This book is not an action-packed adventure, but when the action does happen, it grips you unexpectedly hard because of it and you realize how attached you’ve grown to this one character. And therein lies its brilliance: You care almost despite yourself, and for reasons that seem so flimsy on the surface, but run as deep as if it was your actual best friend in that scene.


In any given book, it’s either the characters who drive the plot, or the plot that changes the characters. You can choose one, or the other, or sometimes both, but whichever it is, it’s not the action that makes readers connect with and relate to the characters, it’s the emotional context. Subtlety is the name of the game. At least it is in my own writing.


RECOMMENDATIONS FOR PLOT AND DIALOGUE

The Count of Monte Cristo by Alexandre Dumas

Have you read this one? Whether you say yes or no, you probably already know the story from somewhere. That’s how amazing it is. This book is not only well-written, it tells a story that sticks with you forever. It’s just so… big. It takes you to lots of different places, introduces lots of different characters, all of whom are in some way connected, but at the same time, it all centers around one man and his life. Edmond Dantes becomes the fulcrum on which all those lives turn. And they don’t even know it…

Seriously, if you haven’t read it yet, do. Take notes on how to tell a brilliant tale of love, pain, anguish, and revenge. Admire the genius of what Edmond has achieved and how. The behind-the-scenes machinations, the benevolence of his favor and the malice of his wrath. Absolutely nothing this man does is ever without an underlying reason. Whether it’s taking out a loan, or casually mentioning a medicinal tonic that can just as easily become a deadly poison.

This is a really long book, but it reads so quickly you don’t notice the page count. That’s brilliant story telling right there.

Dark Desires After Dusk by Kresley Cole

If you ask me who my favorite author is, right now, and for the last few years, it’s been Kresley Cole. She is a paranormal romance author and her books have never ever disappointed me. She has a singular gift for sarcasm and wit, and she brings that into her dialogue. A lot of times, writers adopt a very formal style with their dialogue which can come across stiff and unnatural. Ms. Cole writes the way people actually talk. And that can be a huge deal for a story, especially one set in present day(ish). You can see their conversations happening in real life, which makes the characters extremely relatable. Not only that, they’re also hilarious.

Dark Desires After Dusk might be my favorite of this entire series and it’s because of the hero, Cadeon Woede and his shameless sense of humor. This book is definitely worth reading, even if maybe you’re not really into paranormal romance. Just pay attention to the dialogue. I promise, you’ll appreciate the hell out of it. 😉 [just a bit of demon humor there]

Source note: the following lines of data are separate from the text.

//! Process-related system calls.

use crate::proc::KernelCtx;

impl KernelCtx<'_> {
    /// Terminate the current process; status reported to wait(). No return.
    pub fn sys_exit(&mut self) -> Result<usize, ()> {
        let n = self.argint(0)?;
        self.kernel().procs().exit_current(n, self)
    }

    /// Create a process, copying the parent.
    /// Returns Ok(child's pid) on success, Err(()) on error.
    pub fn sys_fork(&mut self) -> Result<usize, ()> {
        Ok(self.kernel().procs().fork(self)? as usize)
    }

    /// Wait for a child to exit.
    /// Returns Ok(child's pid) on success, Err(()) on error.
    pub fn sys_wait(&mut self) -> Result<usize, ()> {
        let p = self.argaddr(0)?;
        Ok(self.kernel().procs().wait(p, self)? as usize)
    }

    /// Return the current process's pid.
    pub fn sys_getpid(&self) -> Result<usize, ()> {
        Ok(self.proc().pid() as usize)
    }

    /// Grow (lazily) or shrink the process's memory by n bytes.
    /// Returns Ok(start of the new memory) on success, Err(()) on error.
    pub fn sys_sbrk(&mut self) -> Result<usize, ()> {
        let n = self.argint(0)?;
        let sp = self.proc().trap_frame().sp as usize;
        let kmem = self.kernel().kmem();
        self.proc_mut().memory_mut().resize(n, sp, kmem)
    }

    /// Pause for n clock ticks.
    /// Returns Ok(0) on success, Err(()) if the process is killed.
    pub fn sys_sleep(&mut self) -> Result<usize, ()> {
        let n = self.argint(0)?;
        if n < 0 {
            return Err(());
        }
        let mut ticks = self.kernel().ticks().lock();
        let ticks0 = *ticks;
        while ticks.wrapping_sub(ticks0) < n as u32 {
            if self.proc().killed() {
                return Err(());
            }
            ticks.sleep(self);
        }
        Ok(0)
    }

    /// Terminate the process with the given pid.
    /// Returns Ok(0) on success, Err(()) on error.
    pub fn sys_kill(&self) -> Result<usize, ()> {
        let pid = self.argint(0)?;
        self.kernel().procs().kill(pid)?;
        Ok(0)
    }

    /// Return how many clock tick interrupts have occurred since start.
    pub fn sys_uptime(&self) -> Result<usize, ()> {
        Ok(*self.kernel().ticks().lock() as usize)
    }

    /// Shut down the machine with the given status. No return.
    pub fn sys_poweroff(&self) -> Result<usize, ()> {
        let status = self.argint(0)?;
        self.kernel().halt(status);
        // Give the hart back; the scheduler loops notice the halt and wind
        // down, and this thread is never dispatched again.
        loop {
            self.yield_cpu();
        }
    }
}
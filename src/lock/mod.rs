//! The lock module.
//!
//! Contains types that provide mutual exclusion.
//!
//! Locks in this module really spin: the waiter busy-waits with interrupts
//! disabled on its hart, exactly like the hardware discipline they model.
//! Acquiring any lock disables interrupts on the current hart first (nested,
//! see `Cpus::push_off`), which prevents a recursive deadlock where a timer
//! interrupt on the same hart tries to acquire a lock the interrupted code
//! already holds.

use core::cell::UnsafeCell;
use core::marker::PhantomData;
use core::ops::{Deref, DerefMut};

mod sleepablelock;
mod spinlock;

pub use sleepablelock::{RawSleepablelock, Sleepablelock, SleepablelockGuard};
pub use spinlock::{RawSpinlock, Spinlock, SpinlockGuard};

pub trait RawLock {
    /// Acquires the lock.
    fn acquire(&self);
    /// Releases the lock.
    fn release(&self);
    /// Check whether this hart is holding the lock.
    fn holding(&self) -> bool;
}

/// Locks that provide mutual exclusion and have their own `RawLock`.
pub struct Lock<R: RawLock, T> {
    lock: R,
    data: UnsafeCell<T>,
}

unsafe impl<R: RawLock, T: Send> Sync for Lock<R, T> {}

/// Guards that guarantee exclusive mutable access to the lock's inner data.
pub struct Guard<'s, R: RawLock, T> {
    lock: &'s Lock<R, T>,
    _marker: PhantomData<*const ()>,
}

// Do not implement Send; a lock must be released on the hart that acquired it.
unsafe impl<'s, R: RawLock, T: Sync> Sync for Guard<'s, R, T> {}

impl<R: RawLock, T> Lock<R, T> {
    pub(crate) const fn from_raw(lock: R, data: T) -> Self {
        Self {
            lock,
            data: UnsafeCell::new(data),
        }
    }

    /// Acquires the lock and returns the lock guard.
    pub fn lock(&self) -> Guard<'_, R, T> {
        self.lock.acquire();

        Guard {
            lock: self,
            _marker: PhantomData,
        }
    }

    /// Returns a raw pointer to the inner data.
    /// The caller must ensure that accessing the pointer does not incur race.
    pub fn get_mut_raw(&self) -> *mut T {
        self.data.get()
    }

    /// Returns a mutable reference to the inner data.
    pub fn get_mut(&mut self) -> &mut T {
        // SAFETY: we have a mutable reference to the lock.
        unsafe { &mut *self.data.get() }
    }

    /// Check whether this hart is holding the lock.
    pub fn holding(&self) -> bool {
        self.lock.holding()
    }

    /// Unlock the lock.
    ///
    /// # Safety
    ///
    /// Use this only when we acquired the lock but did `mem::forget()` to the guard.
    pub unsafe fn unlock(&self) {
        self.lock.release();
    }
}

impl<'s, R: RawLock, T> Guard<'s, R, T> {
    /// Temporarily releases the lock, calls `f`, and reacquires the lock.
    /// Returns the result of the function call.
    pub fn reacquire_after<F, U>(&mut self, f: F) -> U
    where
        F: FnOnce() -> U,
    {
        self.lock.lock.release();
        let result = f();
        self.lock.lock.acquire();
        result
    }

    pub(crate) fn raw_lock(&self) -> &'s R {
        &self.lock.lock
    }
}

impl<R: RawLock, T> Drop for Guard<'_, R, T> {
    fn drop(&mut self) {
        self.lock.lock.release();
    }
}

impl<R: RawLock, T> Deref for Guard<'_, R, T> {
    type Target = T;

    fn deref(&self) -> &Self::Target {
        // SAFETY: the lock is held.
        unsafe { &*self.lock.data.get() }
    }
}

impl<R: RawLock, T> DerefMut for Guard<'_, R, T> {
    fn deref_mut(&mut self) -> &mut Self::Target {
        // SAFETY: the lock is held and `&mut self` is exclusive.
        unsafe { &mut *self.lock.data.get() }
    }
}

I lumped the plot and dialogue in the same category because a great first chapter will hook a reader, but these two are what will keep them reading. If you don’t have your story plotted out properly, you will lose your readers in a heartbeat. They will spot plot holes from a mile away, and they may not be very forgiving. And dialogue is often times the hardest thing to get right. It requires a keen ear and a gift for listening. You need to be able to emulate natural speech from all walks of life in your chosen time period, but still make it relatable for readers in the here and now. But if you can do that, you’re halfway there. 


NOTICE ANYTHING WEIRD?

So now you’ve read the whole list. Notice anything special about it? Every single category has one classic and one contemporary title. There is a reason for that. The classics are, of course, classic for a reason, but if you’ve ever actually read them, you’ll know that not all of them are all that well-written or enjoyable (coughFrankensteincough). I think it’s because the stories and the message they convey transcend time, but the books themselves do not. Not everything written 100+ years ago will appeal to modern audiences. We can appreciate them in the context of their own time period, but sometimes they become more of an intellectual exercise, rather than something to savor for its own sake.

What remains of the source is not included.